Entrem no quarto nupcial!

Ao atravessar o burburinho e a algazarra, Ye Yun só sentiu a cabeça latejar como se fosse se romper. Reunindo todas as forças, abriu os olhos, e o que viu a fez erguer-se de súbito.

Era uma casa de barro amarelado misturado com palha, com móveis velhos encostados junto à parede, cenário inteiro escrito pelo tempo.

E, na janela antiga, forrada com jornal amarelado, havia colado um grande ideograma vermelho de felicidade.

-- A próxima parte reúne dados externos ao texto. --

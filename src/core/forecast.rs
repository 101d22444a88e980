//! Forecast output structures and the result contract.

use crate::error::{ForecastError, Result};
use serde::{Deserialize, Serialize};

/// Point forecasts with prediction interval bounds, one entry per step.
#[derive(Debug, Clone, PartialEq)]
pub struct IntervalForecast {
    /// Point estimates.
    pub point: Vec<f64>,
    /// Lower interval bounds.
    pub lower: Vec<f64>,
    /// Upper interval bounds.
    pub upper: Vec<f64>,
}

impl IntervalForecast {
    /// Create a forecast, validating that all three series share a length.
    pub fn new(point: Vec<f64>, lower: Vec<f64>, upper: Vec<f64>) -> Result<Self> {
        if point.len() != lower.len() || point.len() != upper.len() {
            return Err(ForecastError::InvalidParameter(format!(
                "interval forecast lengths differ: point={}, lower={}, upper={}",
                point.len(),
                lower.len(),
                upper.len()
            )));
        }
        Ok(Self {
            point,
            lower,
            upper,
        })
    }

    /// Forecast horizon (number of steps).
    pub fn horizon(&self) -> usize {
        self.point.len()
    }

    /// Clamp all values to be non-negative and restore bound ordering.
    ///
    /// After clamping, `lower <= point <= upper` holds at every step.
    pub fn clamp_non_negative(&mut self) {
        for i in 0..self.point.len() {
            self.point[i] = self.point[i].max(0.0);
            self.lower[i] = self.lower[i].max(0.0).min(self.point[i]);
            self.upper[i] = self.upper[i].max(0.0).max(self.point[i]);
        }
    }
}

/// Coarse confidence tier derived from backtest MAPE, or forced to LOW
/// under data scarcity or fallback degradation.
#[derive(Debug, Clone, Copy, PartialEq, Eq, Serialize, Deserialize)]
#[serde(rename_all = "UPPERCASE")]
pub enum ConfidenceTier {
    High,
    Medium,
    Low,
}

impl ConfidenceTier {
    pub fn as_str(&self) -> &'static str {
        match self {
            ConfidenceTier::High => "HIGH",
            ConfidenceTier::Medium => "MEDIUM",
            ConfidenceTier::Low => "LOW",
        }
    }
}

/// Accuracy metrics reported to the caller.
///
/// Null metric fields indicate backtesting was not possible; the tier is
/// then LOW.
#[derive(Debug, Clone, PartialEq, Serialize, Deserialize)]
pub struct AccuracyReport {
    /// Mean absolute percentage error, percent.
    pub mape: Option<f64>,
    /// Root mean squared error.
    pub rmse: Option<f64>,
    /// Coefficient of determination.
    pub r2: Option<f64>,
    /// `max(0, 100 - MAPE)`, or 0 when backtesting was skipped.
    pub accuracy: f64,
    /// Confidence tier.
    pub confidence: ConfidenceTier,
}

impl AccuracyReport {
    /// Report for when backtesting was infeasible.
    pub fn unavailable(confidence: ConfidenceTier) -> Self {
        Self {
            mape: None,
            rmse: None,
            r2: None,
            accuracy: 0.0,
            confidence,
        }
    }
}

/// One week of historical context.
#[derive(Debug, Clone, PartialEq, Serialize, Deserialize)]
pub struct HistoricalEntry {
    /// Week label, e.g. `"20 Dec"`.
    pub date: String,
    /// Aggregated sales for that week.
    pub sales: f64,
}

/// One forecast step, including the connector point.
#[derive(Debug, Clone, PartialEq, Serialize, Deserialize)]
pub struct ForecastEntry {
    /// Week label, e.g. `"27 Dec"`.
    pub week: String,
    /// Point estimate.
    pub sales: f64,
    /// Lower interval bound.
    pub lower: f64,
    /// Upper interval bound.
    pub upper: f64,
}

/// The complete forecast result returned to the caller.
#[derive(Debug, Clone, PartialEq, Serialize, Deserialize)]
pub struct ForecastResult {
    /// Last eight non-zero historical weeks.
    pub historical: Vec<HistoricalEntry>,
    /// Connector point followed by `horizon` forecast steps.
    pub forecast: Vec<ForecastEntry>,
    /// Sum of forecast point estimates, connector included.
    #[serde(rename = "totalForecast")]
    pub total_forecast: f64,
    /// Backtest accuracy and confidence tier.
    pub accuracy: AccuracyReport,
    /// Identifier of the model that produced the forecast.
    pub model_used: String,
}

impl ForecastResult {
    /// The safe all-empty result used when the pipeline cannot forecast.
    pub fn safe_fallback() -> Self {
        Self {
            historical: Vec::new(),
            forecast: Vec::new(),
            total_forecast: 0.0,
            accuracy: AccuracyReport::unavailable(ConfidenceTier::Low),
            model_used: "none".to_string(),
        }
    }
}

Até a roupa que trazia no corpo era um vestido comprido vermelho; o tecido, de aparência pouco elegante, envolvia seu corpo magro como um graveto, e no peito havia um enfeite de seda vermelha do tamanho de uma palma da mão, com uma faixa de pano presa na base das flores onde, em caligrafia nítida, se lia: noiva.

Ela... ela não estava morta?

Estava desperta? Coma alguma coisa, então. De repente, junto ao ouvido, soou uma voz grave, íntima, familiar até os ossos.

Ye Yun estremeceu por inteiro.

Ao virar a cabeça, viu o homem vivo, de pé ao lado da cama de carvão, e ficou imóvel como uma estátua.

Qin Zheng... Qin Zheng vivo!

Ele se curvava para pousar, na beirada da cama, um prato de comida; possuía feições duras, tão severas que pareciam cruéis, mas por algum motivo, naquele momento, havia nelas certa sombra de melancolia.

Ao rever aquele rosto tão familiar, incontáveis emoções fizeram Ye Yun encher os olhos de lágrimas.

Ela odiava Qin Zheng...

Odiava o fato de ele ter cobrado com gratidão o favor que fizera, obrigando-a a casar-se com ele; odiava que, depois de levá-la para casa, ele tivesse partido sem mais nem menos, deixando-a sozinha para lidar com toda a parentada dele, mulheres e cunhadas, e para suportar as humilhações que a fizeram perder o filho, além de terem-lhe quebrado a perna durante o resguardo.

Mas, depois que ela assinou os papéis do divórcio, ele voltou a aparecer em silêncio no seu mundo.

Não ousava encará-la pessoalmente; apenas a seguia às escondidas, olhando-a com um misto de carinho e arrependimento, protegendo-a em segredo e pedindo, sem cessar, que alguém lhe transmitisse desculpas pelo que acontecera no passado.

Mas ela, por causa da criança que jamais tivera a chance de nascer, o odiou com todas as forças.

E, no entanto, jamais imaginara que Qin Zheng, para salvá-la, chegaria ao ponto de entregar a própria vida e morrer com ela na enchente.

Que tolo.

Ele poderia ter saído ileso.

Mas, quando a cheia impiedosa ceifava vidas sem piedade, foi atrás dela, que vivia aos pés da montanha, como um idiota.

Sabendo que ela certamente morreria, ainda tentou resgatar aquela aleijada de ambas as pernas.

Felizmente, o céu ainda tinha olhos.

Permitiu que ela renascesse justamente no dia em que se casara com Qin Zheng.

Ainda havia tempo para tudo.

A imensa comoção fez Ye Yun tremer sem perceber; a garganta se apertou tanto que ela não conseguiu dizer palavra.

Aquela expressão, aos olhos de Qin Zheng, virou tristeza e choro por não querer casar-se com ele. Ele franziu o cenho e disse, com uma voz cada vez mais fria, separando cada palavra: hoje é um dia de grande alegria; não faça cena. Depois que o casamento acabar, você vive a sua vida, eu vivo a minha. Não vou acorrentar você.

Os olhos de Ye Yun arderam ainda mais.

Naquele momento, era justamente quando Qin Zheng acabara de descobrir que ela não aceitava aquele casamento e queria seguir caminhos separados!